WORK REQUEST
Wherever the word "IsolatedIntersection" appears in a line of the data, that line should be copied.

--------------------------------------------------

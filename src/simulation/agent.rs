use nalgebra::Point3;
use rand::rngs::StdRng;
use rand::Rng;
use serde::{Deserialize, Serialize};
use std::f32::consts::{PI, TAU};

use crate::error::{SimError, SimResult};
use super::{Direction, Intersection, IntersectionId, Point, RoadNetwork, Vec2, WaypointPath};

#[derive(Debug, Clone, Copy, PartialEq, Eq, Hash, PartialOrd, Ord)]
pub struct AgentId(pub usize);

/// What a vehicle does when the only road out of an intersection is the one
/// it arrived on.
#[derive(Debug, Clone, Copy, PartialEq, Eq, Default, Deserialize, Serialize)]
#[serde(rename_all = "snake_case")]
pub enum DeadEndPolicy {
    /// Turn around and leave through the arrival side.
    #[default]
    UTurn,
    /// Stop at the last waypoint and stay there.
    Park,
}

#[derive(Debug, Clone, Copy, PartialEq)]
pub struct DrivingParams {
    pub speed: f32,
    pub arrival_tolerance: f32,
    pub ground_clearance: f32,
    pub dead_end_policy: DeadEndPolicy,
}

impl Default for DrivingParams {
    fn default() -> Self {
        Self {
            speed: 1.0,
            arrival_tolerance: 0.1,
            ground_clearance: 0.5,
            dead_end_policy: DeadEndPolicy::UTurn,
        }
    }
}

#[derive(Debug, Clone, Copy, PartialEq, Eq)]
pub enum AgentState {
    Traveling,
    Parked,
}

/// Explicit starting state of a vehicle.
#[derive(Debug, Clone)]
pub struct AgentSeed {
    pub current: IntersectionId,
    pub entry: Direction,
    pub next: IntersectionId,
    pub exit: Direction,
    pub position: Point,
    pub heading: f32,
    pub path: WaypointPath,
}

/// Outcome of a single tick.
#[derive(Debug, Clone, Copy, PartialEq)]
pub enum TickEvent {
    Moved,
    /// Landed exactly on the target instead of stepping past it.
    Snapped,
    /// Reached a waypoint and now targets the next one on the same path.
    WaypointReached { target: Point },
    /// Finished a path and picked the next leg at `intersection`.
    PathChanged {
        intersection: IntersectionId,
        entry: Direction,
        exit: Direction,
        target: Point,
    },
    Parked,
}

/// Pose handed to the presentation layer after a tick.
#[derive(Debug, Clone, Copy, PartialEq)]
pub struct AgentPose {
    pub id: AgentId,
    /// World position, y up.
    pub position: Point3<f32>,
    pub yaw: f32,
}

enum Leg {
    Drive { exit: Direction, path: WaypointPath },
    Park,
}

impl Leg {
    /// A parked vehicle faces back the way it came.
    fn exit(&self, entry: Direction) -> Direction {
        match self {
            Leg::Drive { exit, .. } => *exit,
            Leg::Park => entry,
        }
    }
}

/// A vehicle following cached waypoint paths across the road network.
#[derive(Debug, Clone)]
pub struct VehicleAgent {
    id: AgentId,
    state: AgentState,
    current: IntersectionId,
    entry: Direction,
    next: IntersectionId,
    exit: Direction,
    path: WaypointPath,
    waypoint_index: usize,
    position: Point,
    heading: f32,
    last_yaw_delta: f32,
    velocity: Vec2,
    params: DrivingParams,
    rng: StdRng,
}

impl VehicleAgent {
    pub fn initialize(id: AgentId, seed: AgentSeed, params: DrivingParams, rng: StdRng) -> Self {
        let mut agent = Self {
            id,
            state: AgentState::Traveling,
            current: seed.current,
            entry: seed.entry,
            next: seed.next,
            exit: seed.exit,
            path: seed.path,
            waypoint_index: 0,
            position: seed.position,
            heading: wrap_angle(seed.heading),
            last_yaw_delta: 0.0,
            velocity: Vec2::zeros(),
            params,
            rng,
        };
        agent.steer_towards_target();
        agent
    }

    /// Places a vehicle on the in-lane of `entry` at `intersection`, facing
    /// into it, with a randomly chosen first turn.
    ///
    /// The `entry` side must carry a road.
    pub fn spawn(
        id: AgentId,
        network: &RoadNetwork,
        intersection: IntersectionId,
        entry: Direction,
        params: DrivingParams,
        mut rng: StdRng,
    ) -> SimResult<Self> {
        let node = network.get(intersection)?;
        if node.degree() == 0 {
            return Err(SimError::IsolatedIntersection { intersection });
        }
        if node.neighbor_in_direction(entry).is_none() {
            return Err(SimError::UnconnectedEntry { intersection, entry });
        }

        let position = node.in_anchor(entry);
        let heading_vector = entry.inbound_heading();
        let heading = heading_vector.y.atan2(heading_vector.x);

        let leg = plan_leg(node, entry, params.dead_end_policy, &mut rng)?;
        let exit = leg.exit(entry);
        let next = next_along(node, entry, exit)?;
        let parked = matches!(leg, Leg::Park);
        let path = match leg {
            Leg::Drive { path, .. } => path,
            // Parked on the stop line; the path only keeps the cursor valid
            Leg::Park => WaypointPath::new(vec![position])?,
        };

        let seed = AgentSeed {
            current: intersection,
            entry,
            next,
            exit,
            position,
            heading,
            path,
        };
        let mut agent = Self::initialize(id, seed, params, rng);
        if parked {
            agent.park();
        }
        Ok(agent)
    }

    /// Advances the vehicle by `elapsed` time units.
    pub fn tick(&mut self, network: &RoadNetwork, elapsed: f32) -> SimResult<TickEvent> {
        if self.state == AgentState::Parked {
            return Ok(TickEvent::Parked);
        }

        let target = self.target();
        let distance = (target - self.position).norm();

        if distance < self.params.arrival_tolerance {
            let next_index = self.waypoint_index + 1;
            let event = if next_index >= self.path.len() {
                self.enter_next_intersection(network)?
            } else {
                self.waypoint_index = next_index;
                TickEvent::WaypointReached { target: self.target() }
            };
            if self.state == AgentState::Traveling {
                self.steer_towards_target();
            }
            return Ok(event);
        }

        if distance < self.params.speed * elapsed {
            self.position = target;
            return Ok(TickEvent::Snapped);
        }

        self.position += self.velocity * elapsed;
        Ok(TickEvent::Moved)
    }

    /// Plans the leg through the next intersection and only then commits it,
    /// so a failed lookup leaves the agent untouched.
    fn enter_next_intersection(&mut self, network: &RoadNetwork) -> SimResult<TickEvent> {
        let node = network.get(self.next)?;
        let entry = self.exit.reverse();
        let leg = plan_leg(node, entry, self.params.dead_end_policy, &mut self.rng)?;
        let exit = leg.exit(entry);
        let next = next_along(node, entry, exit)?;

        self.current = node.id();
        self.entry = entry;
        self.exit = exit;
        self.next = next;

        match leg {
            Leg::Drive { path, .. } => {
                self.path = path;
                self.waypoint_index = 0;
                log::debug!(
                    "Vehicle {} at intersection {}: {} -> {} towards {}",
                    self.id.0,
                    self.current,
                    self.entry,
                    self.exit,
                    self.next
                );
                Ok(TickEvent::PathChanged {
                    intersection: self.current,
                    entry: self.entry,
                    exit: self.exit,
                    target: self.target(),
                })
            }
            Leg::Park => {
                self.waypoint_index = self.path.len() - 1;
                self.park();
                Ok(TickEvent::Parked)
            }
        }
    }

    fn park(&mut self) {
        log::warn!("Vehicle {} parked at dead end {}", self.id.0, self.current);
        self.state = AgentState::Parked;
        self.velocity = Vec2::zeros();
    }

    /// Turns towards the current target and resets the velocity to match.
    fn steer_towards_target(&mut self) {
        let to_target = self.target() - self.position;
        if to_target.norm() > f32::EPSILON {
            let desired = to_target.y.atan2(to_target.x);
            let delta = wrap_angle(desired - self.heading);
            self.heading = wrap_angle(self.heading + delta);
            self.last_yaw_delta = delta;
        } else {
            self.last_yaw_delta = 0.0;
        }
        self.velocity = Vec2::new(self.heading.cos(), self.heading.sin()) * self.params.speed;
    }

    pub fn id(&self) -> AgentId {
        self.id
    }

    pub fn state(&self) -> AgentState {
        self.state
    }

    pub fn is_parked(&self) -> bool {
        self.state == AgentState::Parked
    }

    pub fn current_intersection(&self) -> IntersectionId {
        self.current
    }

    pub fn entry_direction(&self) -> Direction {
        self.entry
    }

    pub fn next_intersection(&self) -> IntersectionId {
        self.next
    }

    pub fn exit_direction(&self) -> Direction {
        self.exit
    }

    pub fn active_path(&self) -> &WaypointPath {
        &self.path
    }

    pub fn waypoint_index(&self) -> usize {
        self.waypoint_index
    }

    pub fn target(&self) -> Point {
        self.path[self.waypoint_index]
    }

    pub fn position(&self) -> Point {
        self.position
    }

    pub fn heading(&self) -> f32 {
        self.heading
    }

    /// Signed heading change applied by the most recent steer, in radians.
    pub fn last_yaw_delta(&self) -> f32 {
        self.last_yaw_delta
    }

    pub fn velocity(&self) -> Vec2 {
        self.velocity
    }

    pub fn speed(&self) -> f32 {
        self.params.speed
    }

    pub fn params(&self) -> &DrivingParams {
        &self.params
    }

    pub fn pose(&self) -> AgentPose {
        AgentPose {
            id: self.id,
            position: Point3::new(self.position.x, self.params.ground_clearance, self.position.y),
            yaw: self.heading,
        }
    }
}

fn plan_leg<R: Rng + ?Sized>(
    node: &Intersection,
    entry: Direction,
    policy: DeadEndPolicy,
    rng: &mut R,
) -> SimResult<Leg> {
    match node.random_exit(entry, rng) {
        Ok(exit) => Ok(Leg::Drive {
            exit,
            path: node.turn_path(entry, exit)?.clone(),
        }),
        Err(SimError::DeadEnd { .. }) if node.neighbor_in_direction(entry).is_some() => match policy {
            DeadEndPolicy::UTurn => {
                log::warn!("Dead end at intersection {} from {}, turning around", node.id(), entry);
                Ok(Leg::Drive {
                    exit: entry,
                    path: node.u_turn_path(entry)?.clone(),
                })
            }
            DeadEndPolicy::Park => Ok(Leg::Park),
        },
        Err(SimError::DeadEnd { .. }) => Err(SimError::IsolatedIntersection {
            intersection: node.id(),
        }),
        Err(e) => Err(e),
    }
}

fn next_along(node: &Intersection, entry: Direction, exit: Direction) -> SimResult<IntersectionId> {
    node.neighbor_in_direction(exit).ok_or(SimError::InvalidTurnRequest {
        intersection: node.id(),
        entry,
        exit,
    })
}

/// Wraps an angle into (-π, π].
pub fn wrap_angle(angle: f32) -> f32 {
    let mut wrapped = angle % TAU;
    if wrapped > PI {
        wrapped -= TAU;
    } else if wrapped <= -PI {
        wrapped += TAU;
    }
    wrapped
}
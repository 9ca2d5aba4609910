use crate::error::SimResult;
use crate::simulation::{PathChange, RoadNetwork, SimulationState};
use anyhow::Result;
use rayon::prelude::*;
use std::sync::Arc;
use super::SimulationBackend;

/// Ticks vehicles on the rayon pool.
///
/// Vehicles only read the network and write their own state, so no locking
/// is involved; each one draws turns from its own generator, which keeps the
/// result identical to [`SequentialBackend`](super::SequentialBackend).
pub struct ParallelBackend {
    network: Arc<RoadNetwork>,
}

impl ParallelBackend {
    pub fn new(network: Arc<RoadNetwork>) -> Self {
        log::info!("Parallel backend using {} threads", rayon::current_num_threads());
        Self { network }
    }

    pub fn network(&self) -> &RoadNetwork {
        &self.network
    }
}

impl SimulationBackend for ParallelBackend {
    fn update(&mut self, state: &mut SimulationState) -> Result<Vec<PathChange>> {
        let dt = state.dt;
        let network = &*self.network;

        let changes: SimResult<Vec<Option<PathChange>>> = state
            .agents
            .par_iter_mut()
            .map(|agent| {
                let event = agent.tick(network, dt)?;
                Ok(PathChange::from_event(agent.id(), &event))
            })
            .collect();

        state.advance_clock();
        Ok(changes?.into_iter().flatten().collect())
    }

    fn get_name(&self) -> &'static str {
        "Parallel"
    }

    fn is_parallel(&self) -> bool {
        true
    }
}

--------------------------------------------------

ANSWER SPACE
            return Err(SimError::IsolatedIntersection { intersection });
        Err(SimError::DeadEnd { .. }) => Err(SimError::IsolatedIntersection {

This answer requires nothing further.